## About this task
Scan the lines below; pull out those with "into".

## Dataset extract
________________
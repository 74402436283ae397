//! Session token exchange client
//!
//! Redeems a session token at the backend's exchange endpoint and
//! normalizes whatever comes back into an [`ExchangeOutcome`].

use async_trait::async_trait;
use log::{debug, error, info};
use reqwest::header::{ACCEPT, CONTENT_TYPE};
use reqwest::{Response, StatusCode};
use serde_json::Value;
use std::time::Duration;

use crate::handoff::error::HandoffError;
use crate::models::{
    ExchangeErrorBody, ExchangeOutcome, ExchangeRequest, ExchangeResponseBody, SessionToken,
};
use crate::settings::HandoffSettings;
use crate::utils::logging::LoggingHelper;

const GENERIC_REJECTION: &str = "Unable to complete sign-in with this provider";

/// Anything that can redeem a session token
#[async_trait]
pub trait TokenExchanger: Send + Sync {
    /// Exchange `token` for an application session.
    ///
    /// Failures are reported as [`ExchangeOutcome::Failure`], never panics.
    async fn exchange(&self, token: &SessionToken) -> ExchangeOutcome;
}

/// HTTP implementation against `POST /auth/<provider>/exchange`
#[derive(Debug, Clone)]
pub struct HttpExchangeClient {
    http_client: reqwest::Client,
    endpoint: String,
    provider: String,
}

impl HttpExchangeClient {
    /// Build a client with a bounded request timeout.
    ///
    /// # Errors
    ///
    /// Returns an error if:
    /// - The backend base URL cannot be joined with the exchange path
    /// - The HTTP client cannot be constructed
    pub fn new(backend_base_url: &str, provider: &str, timeout: Duration) -> Result<Self, HandoffError> {
        let endpoint = exchange_endpoint(backend_base_url, provider)?;
        let http_client = reqwest::Client::builder()
            .timeout(timeout)
            .build()
            .map_err(|e| HandoffError::Configuration(format!("Failed to build HTTP client: {e}")))?;

        Ok(Self {
            http_client,
            endpoint,
            provider: provider.to_string(),
        })
    }

    /// Build a client from loaded settings
    ///
    /// # Errors
    ///
    /// Returns an error if the backend settings are invalid
    pub fn from_settings(settings: &HandoffSettings) -> Result<Self, HandoffError> {
        Self::new(
            &settings.backend.base_url,
            &settings.identity_provider.name,
            settings.exchange_timeout(),
        )
    }

    #[must_use]
    pub fn endpoint(&self) -> &str {
        &self.endpoint
    }

    async fn try_exchange(&self, token: &SessionToken) -> Result<ExchangeOutcome, HandoffError> {
        LoggingHelper::log_exchange_start(&self.provider, token);

        let response = self
            .http_client
            .post(&self.endpoint)
            .header(ACCEPT, "application/json")
            .json(&ExchangeRequest {
                session_id: token.as_str(),
            })
            .send()
            .await
            .map_err(|e| {
                error!("Exchange request failed: {e}");
                HandoffError::from_transport(&e)
            })?;

        let status = response.status();
        let body = read_json_body(response).await?;

        if body.trim().is_empty() {
            return Err(HandoffError::EmptyResponse);
        }

        let value: Value = serde_json::from_str(&body).map_err(|e| {
            error!("Failed to parse exchange response: {e}");
            HandoffError::MalformedJson(e.to_string())
        })?;

        if !status.is_success() {
            return Err(rejection(status, value));
        }

        let parsed: ExchangeResponseBody = serde_json::from_value(value)
            .map_err(|e| HandoffError::MalformedJson(e.to_string()))?;

        interpret(parsed)
    }
}

#[async_trait]
impl TokenExchanger for HttpExchangeClient {
    async fn exchange(&self, token: &SessionToken) -> ExchangeOutcome {
        match self.try_exchange(token).await {
            Ok(outcome) => {
                LoggingHelper::log_exchange_outcome(&self.provider, &outcome);
                outcome
            }
            Err(e) => {
                LoggingHelper::log_exchange_failure(&self.provider, &e);
                e.into()
            }
        }
    }
}

/// `<base>/auth/<provider>/exchange`
///
/// # Errors
///
/// Returns an error if the base URL is not absolute or the provider name is empty
pub fn exchange_endpoint(backend_base_url: &str, provider: &str) -> Result<String, HandoffError> {
    if provider.trim().is_empty() {
        return Err(HandoffError::Configuration(
            "Identity provider name is empty".to_string(),
        ));
    }

    let mut url = url::Url::parse(backend_base_url).map_err(|e| {
        HandoffError::Configuration(format!("Invalid backend URL '{backend_base_url}': {e}"))
    })?;

    url.path_segments_mut()
        .map_err(|()| {
            HandoffError::Configuration(format!(
                "Backend URL '{backend_base_url}' cannot carry a path"
            ))
        })?
        .pop_if_empty()
        .extend(["auth", provider, "exchange"]);

    Ok(url.to_string())
}

/// Whether a `Content-Type` value names a JSON media type
#[must_use]
pub fn is_json_media_type(content_type: &str) -> bool {
    let essence = content_type
        .split(';')
        .next()
        .unwrap_or_default()
        .trim()
        .to_ascii_lowercase();
    essence == "application/json" || essence.ends_with("+json")
}

/// Read the body, refusing anything that is not declared as JSON.
///
/// A non-JSON body is still read as text so it can be logged, but it is
/// never handed to the JSON parser.
async fn read_json_body(response: Response) -> Result<String, HandoffError> {
    let content_type = response
        .headers()
        .get(CONTENT_TYPE)
        .and_then(|value| value.to_str().ok())
        .unwrap_or_default()
        .to_string();

    let body = response.text().await.map_err(|e| {
        error!("Failed to read exchange response body: {e}");
        HandoffError::from_transport(&e)
    })?;

    if !is_json_media_type(&content_type) {
        LoggingHelper::log_unexpected_response(&content_type, &body);
        return Err(HandoffError::UnexpectedResponseFormat { content_type, body });
    }

    Ok(body)
}

fn rejection(status: StatusCode, body: Value) -> HandoffError {
    let message = serde_json::from_value::<ExchangeErrorBody>(body)
        .ok()
        .and_then(|b| b.reason())
        .unwrap_or_else(|| GENERIC_REJECTION.to_string());

    HandoffError::ProviderRejected {
        status: status.as_u16(),
        message,
    }
}

fn interpret(body: ExchangeResponseBody) -> Result<ExchangeOutcome, HandoffError> {
    if body.is_new_user {
        debug!("Exchange returned a new identity");
        return Ok(ExchangeOutcome::NewUser {
            provider_profile: body.google_data.unwrap_or_default(),
        });
    }

    match body.user {
        Some(user) => {
            info!("Exchange matched existing user {}", user.id);
            Ok(ExchangeOutcome::ExistingUser { user })
        }
        None => Err(HandoffError::MalformedJson(
            "existing-user response without a user record".to_string(),
        )),
    }
}

#[cfg(test)]
mod tests {
    use super::*;

    #[test]
    fn test_exchange_endpoint() {
        assert_eq!(
            exchange_endpoint("https://api.example.com", "google").unwrap(),
            "https://api.example.com/auth/google/exchange"
        );
        assert_eq!(
            exchange_endpoint("https://api.example.com/api/", "google").unwrap(),
            "https://api.example.com/api/auth/google/exchange"
        );
    }

    #[test]
    fn test_exchange_endpoint_rejects_bad_input() {
        assert!(exchange_endpoint("not a url", "google").is_err());
        assert!(exchange_endpoint("https://api.example.com", " ").is_err());
        assert!(exchange_endpoint("mailto:ops@example.com", "google").is_err());
    }

    #[test]
    fn test_json_media_types() {
        assert!(is_json_media_type("application/json"));
        assert!(is_json_media_type("application/json; charset=utf-8"));
        assert!(is_json_media_type("Application/JSON"));
        assert!(is_json_media_type("application/problem+json"));
        assert!(!is_json_media_type("text/html"));
        assert!(!is_json_media_type("text/plain; charset=utf-8"));
        assert!(!is_json_media_type(""));
    }

    #[test]
    fn test_rejection_uses_detail_or_generic_message() {
        let error = rejection(
            StatusCode::UNAUTHORIZED,
            serde_json::json!({ "detail": "Session expired" }),
        );
        match error {
            HandoffError::ProviderRejected { status, message } => {
                assert_eq!(status, 401);
                assert_eq!(message, "Session expired");
            }
            other => panic!("unexpected error: {other:?}"),
        }

        let error = rejection(StatusCode::BAD_GATEWAY, serde_json::json!({}));
        match error {
            HandoffError::ProviderRejected { message, .. } => {
                assert_eq!(message, GENERIC_REJECTION);
            }
            other => panic!("unexpected error: {other:?}"),
        }
    }

    #[test]
    fn test_interpret_new_user_without_profile() {
        let body: ExchangeResponseBody = serde_json::from_str(r#"{"is_new_user": true}"#).unwrap();
        match interpret(body).unwrap() {
            ExchangeOutcome::NewUser { provider_profile } => {
                assert_eq!(provider_profile.email, "");
                assert_eq!(provider_profile.name, "");
            }
            other => panic!("unexpected outcome: {other:?}"),
        }
    }

    #[test]
    fn test_interpret_existing_user_requires_record() {
        let body: ExchangeResponseBody =
            serde_json::from_str(r#"{"is_new_user": false}"#).unwrap();
        assert!(matches!(
            interpret(body),
            Err(HandoffError::MalformedJson(_))
        ));
    }
}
________________
## Solution below
//! normalizes whatever comes back into an [`ExchangeOutcome`].
                e.into()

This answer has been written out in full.